The Compassion Project is the story of the Somerset town that beat loneliness. The small town of Frome reversed the worldwide admission increases to hospital, thanks to the simple introduction of kindness and compassion. What this whole town achieved was remarkable. Through daily mindful acts of care, it managed to change things for the better – both for this Somerset town, and the world around us.
Today so many politicians campaign for ‘more hospital beds’. But of course, not many people ask why so many are needed in the first place. Not many countries in the East have aisles of older people with dementia or arthritis or cancer or heart disease. The longest-living nations in Japan, Chile, Russia and Pakistan, regularly live to 100, and just get ill a few weeks before death. Most even go on working until then, or at least retain their faculties. When writer John Robbins looked at why they all lived so long, the key was in community, fresh air, a sense of purpose and faith in God – not calorie-counting, supplements or gyms.

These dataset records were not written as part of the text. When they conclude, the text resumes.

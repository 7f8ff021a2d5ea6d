//! Integration tests for PostgresDurableStore
//!
//! Run with: TEST_DATABASE_URL=postgres://... cargo test -p repocrawl-durable --test postgres_integration_test
//!
//! Tests are skipped when TEST_DATABASE_URL is not set. Migrations from the
//! workspace `migrations/` directory are applied automatically.

use std::sync::Arc;

use async_trait::async_trait;
use parking_lot::Mutex;
use serde_json::json;
use sqlx::PgPool;
use uuid::Uuid;

use repocrawl_durable::{
    DeferredQueue, DeferredTask, FleetError, FleetRegistry, FleetSnapshot, KindPriority,
    LaunchError, LaunchPlanner, PostgresDurableStore,
};

static MIGRATOR: sqlx::migrate::Migrator = sqlx::migrate!("../../migrations");

// The tables are shared, so tests in this file take turns
static DB_LOCK: tokio::sync::Mutex<()> = tokio::sync::Mutex::const_new(());

async fn test_pool() -> Option<PgPool> {
    let url = std::env::var("TEST_DATABASE_URL").ok()?;
    let pool = PgPool::connect(&url).await.ok()?;
    MIGRATOR.run(&pool).await.ok()?;
    sqlx::query("TRUNCATE deferred, executing")
        .execute(&pool)
        .await
        .ok()?;
    Some(pool)
}

fn store(pool: PgPool) -> PostgresDurableStore {
    PostgresDurableStore::new(
        pool,
        KindPriority::new([
            "fetch_commit",
            "list_commits_page",
            "fetch_last_page",
            "fetch_repo",
            "list_repos",
        ]),
    )
}

fn task(kind: &str) -> DeferredTask {
    DeferredTask::new(Uuid::now_v7(), kind, json!({ "kind": kind }))
}

struct FixedPlanner {
    count: u32,
    fail: bool,
    launched: Mutex<Vec<String>>,
}

impl FixedPlanner {
    fn new(count: u32) -> Self {
        Self {
            count,
            fail: false,
            launched: Mutex::new(Vec::new()),
        }
    }
}

#[async_trait]
impl LaunchPlanner for FixedPlanner {
    fn plan(&self, _snapshot: FleetSnapshot) -> u32 {
        self.count
    }

    async fn launch(&self, worker_id: &str) -> Result<(), LaunchError> {
        if self.fail {
            return Err(LaunchError::Transport("connection refused".into()));
        }
        self.launched.lock().push(worker_id.to_string());
        Ok(())
    }
}

#[tokio::test]
async fn test_dequeue_follows_kind_priority() {
    let _guard = DB_LOCK.lock().await;
    let Some(pool) = test_pool().await else {
        eprintln!("Skipping test: TEST_DATABASE_URL not set");
        return;
    };
    let store = store(pool);

    let list = task("list_repos");
    let repo = task("fetch_repo");
    let commit = task("fetch_commit");
    let page = task("list_commits_page");
    for t in [&list, &repo, &commit, &page] {
        store.enqueue(t.clone()).await.unwrap();
    }

    let claimed = store.dequeue_up_to(3).await.unwrap();
    let kinds: Vec<&str> = claimed.iter().map(|t| t.kind.as_str()).collect();
    assert_eq!(kinds, vec!["fetch_commit", "list_commits_page", "fetch_repo"]);
    assert_eq!(claimed[0].payload, commit.payload);
    assert_eq!(store.backlog().await.unwrap(), 1);

    let rest = store.dequeue_up_to(10).await.unwrap();
    assert_eq!(rest.len(), 1);
    assert_eq!(rest[0].id, list.id);
}

#[tokio::test]
async fn test_enqueue_upserts_on_id() {
    let _guard = DB_LOCK.lock().await;
    let Some(pool) = test_pool().await else {
        eprintln!("Skipping test: TEST_DATABASE_URL not set");
        return;
    };
    let store = store(pool);

    let mut t = task("list_repos");
    store.enqueue(t.clone()).await.unwrap();
    t.payload = json!({ "since": 42 });
    store.enqueue(t.clone()).await.unwrap();

    assert_eq!(store.backlog().await.unwrap(), 1);
    let claimed = store.dequeue_up_to(1).await.unwrap();
    assert_eq!(claimed[0].payload, json!({ "since": 42 }));
}

#[tokio::test]
async fn test_batch_enqueue_is_atomic() {
    let _guard = DB_LOCK.lock().await;
    let Some(pool) = test_pool().await else {
        eprintln!("Skipping test: TEST_DATABASE_URL not set");
        return;
    };
    let store = store(pool);

    let batch: Vec<DeferredTask> = (0..25).map(|_| task("fetch_commit")).collect();
    store.enqueue_batch(batch).await.unwrap();
    assert_eq!(store.backlog().await.unwrap(), 25);
}

#[tokio::test(flavor = "multi_thread", worker_threads = 4)]
async fn test_concurrent_dequeuers_never_share_rows() {
    let _guard = DB_LOCK.lock().await;
    let Some(pool) = test_pool().await else {
        eprintln!("Skipping test: TEST_DATABASE_URL not set");
        return;
    };
    let store = Arc::new(store(pool));

    let mut expected: Vec<Uuid> = Vec::new();
    let batch: Vec<DeferredTask> = (0..120).map(|_| task("fetch_commit")).collect();
    expected.extend(batch.iter().map(|t| t.id));
    store.enqueue_batch(batch).await.unwrap();

    let mut handles = Vec::new();
    for _ in 0..6 {
        let store = store.clone();
        handles.push(tokio::spawn(async move {
            let mut mine = Vec::new();
            loop {
                let claimed = store.dequeue_up_to(9).await.unwrap();
                if claimed.is_empty() {
                    break;
                }
                mine.extend(claimed.into_iter().map(|t| t.id));
            }
            mine
        }));
    }

    let mut claimed = Vec::new();
    for handle in handles {
        claimed.extend(handle.await.unwrap());
    }
    claimed.sort();
    expected.sort();
    assert_eq!(claimed, expected);
}

#[tokio::test]
async fn test_dequeue_skips_row_deleted_by_another_worker() {
    let _guard = DB_LOCK.lock().await;
    let Some(pool) = test_pool().await else {
        eprintln!("Skipping test: TEST_DATABASE_URL not set");
        return;
    };
    let store = store(pool.clone());

    let a = task("fetch_commit");
    let b = task("fetch_commit");
    store.enqueue_batch(vec![a.clone(), b.clone()]).await.unwrap();

    // Another worker holds `a` locked; our claim must skip it and not block
    let mut other = pool.begin().await.unwrap();
    sqlx::query("SELECT id FROM deferred WHERE id = $1 FOR UPDATE")
        .bind(a.id)
        .execute(&mut *other)
        .await
        .unwrap();

    let claimed = store.dequeue_up_to(2).await.unwrap();
    assert_eq!(claimed.len(), 1);
    assert_eq!(claimed[0].id, b.id);

    sqlx::query("DELETE FROM deferred WHERE id = $1")
        .bind(a.id)
        .execute(&mut *other)
        .await
        .unwrap();
    other.commit().await.unwrap();

    assert!(store.dequeue_up_to(2).await.unwrap().is_empty());
}

#[tokio::test]
async fn test_retire_registers_successors_atomically() {
    let _guard = DB_LOCK.lock().await;
    let Some(pool) = test_pool().await else {
        eprintln!("Skipping test: TEST_DATABASE_URL not set");
        return;
    };
    let store = store(pool);

    store.register_worker("retiring").await.unwrap();
    store.register_worker("peer").await.unwrap();
    store.enqueue(task("list_repos")).await.unwrap();

    let planner = FixedPlanner::new(2);
    let outcome = store.retire_worker("retiring", &planner).await.unwrap();

    assert_eq!(
        outcome.snapshot,
        FleetSnapshot {
            backlog: 1,
            fleet_size: 2
        }
    );
    assert_eq!(*planner.launched.lock(), outcome.launched);

    let ids: Vec<String> = store
        .list_workers()
        .await
        .unwrap()
        .into_iter()
        .map(|w| w.worker_id)
        .collect();
    assert!(!ids.contains(&"retiring".to_string()));
    assert!(ids.contains(&"peer".to_string()));
    for launched in &outcome.launched {
        assert!(ids.contains(launched));
    }
    assert_eq!(store.fleet_size().await.unwrap(), 3);
}

#[tokio::test]
async fn test_failed_launch_rolls_back_retirement() {
    let _guard = DB_LOCK.lock().await;
    let Some(pool) = test_pool().await else {
        eprintln!("Skipping test: TEST_DATABASE_URL not set");
        return;
    };
    let store = store(pool);

    store.register_worker("retiring").await.unwrap();
    store.enqueue(task("list_repos")).await.unwrap();

    let mut planner = FixedPlanner::new(1);
    planner.fail = true;
    let err = store.retire_worker("retiring", &planner).await.unwrap_err();

    assert!(matches!(err, FleetError::Launch(_)));
    let ids: Vec<String> = store
        .list_workers()
        .await
        .unwrap()
        .into_iter()
        .map(|w| w.worker_id)
        .collect();
    assert_eq!(ids, vec!["retiring".to_string()]);
}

Recently in the US, one of their oldest doctors died, aged around 104. He was a Seventh Day Adventist (so did not smoke or drink and was a vegetarian). He continued working as a cardiac surgeon until his 90s, stating that the main reason patients were worried, was when they peered up just before going under, to discover how old their doctor was! One thing he and his late wife did, was to always do things themselves, if they could. It’s plonking people in care homes to sit around all day, doing nothing, that does most damage.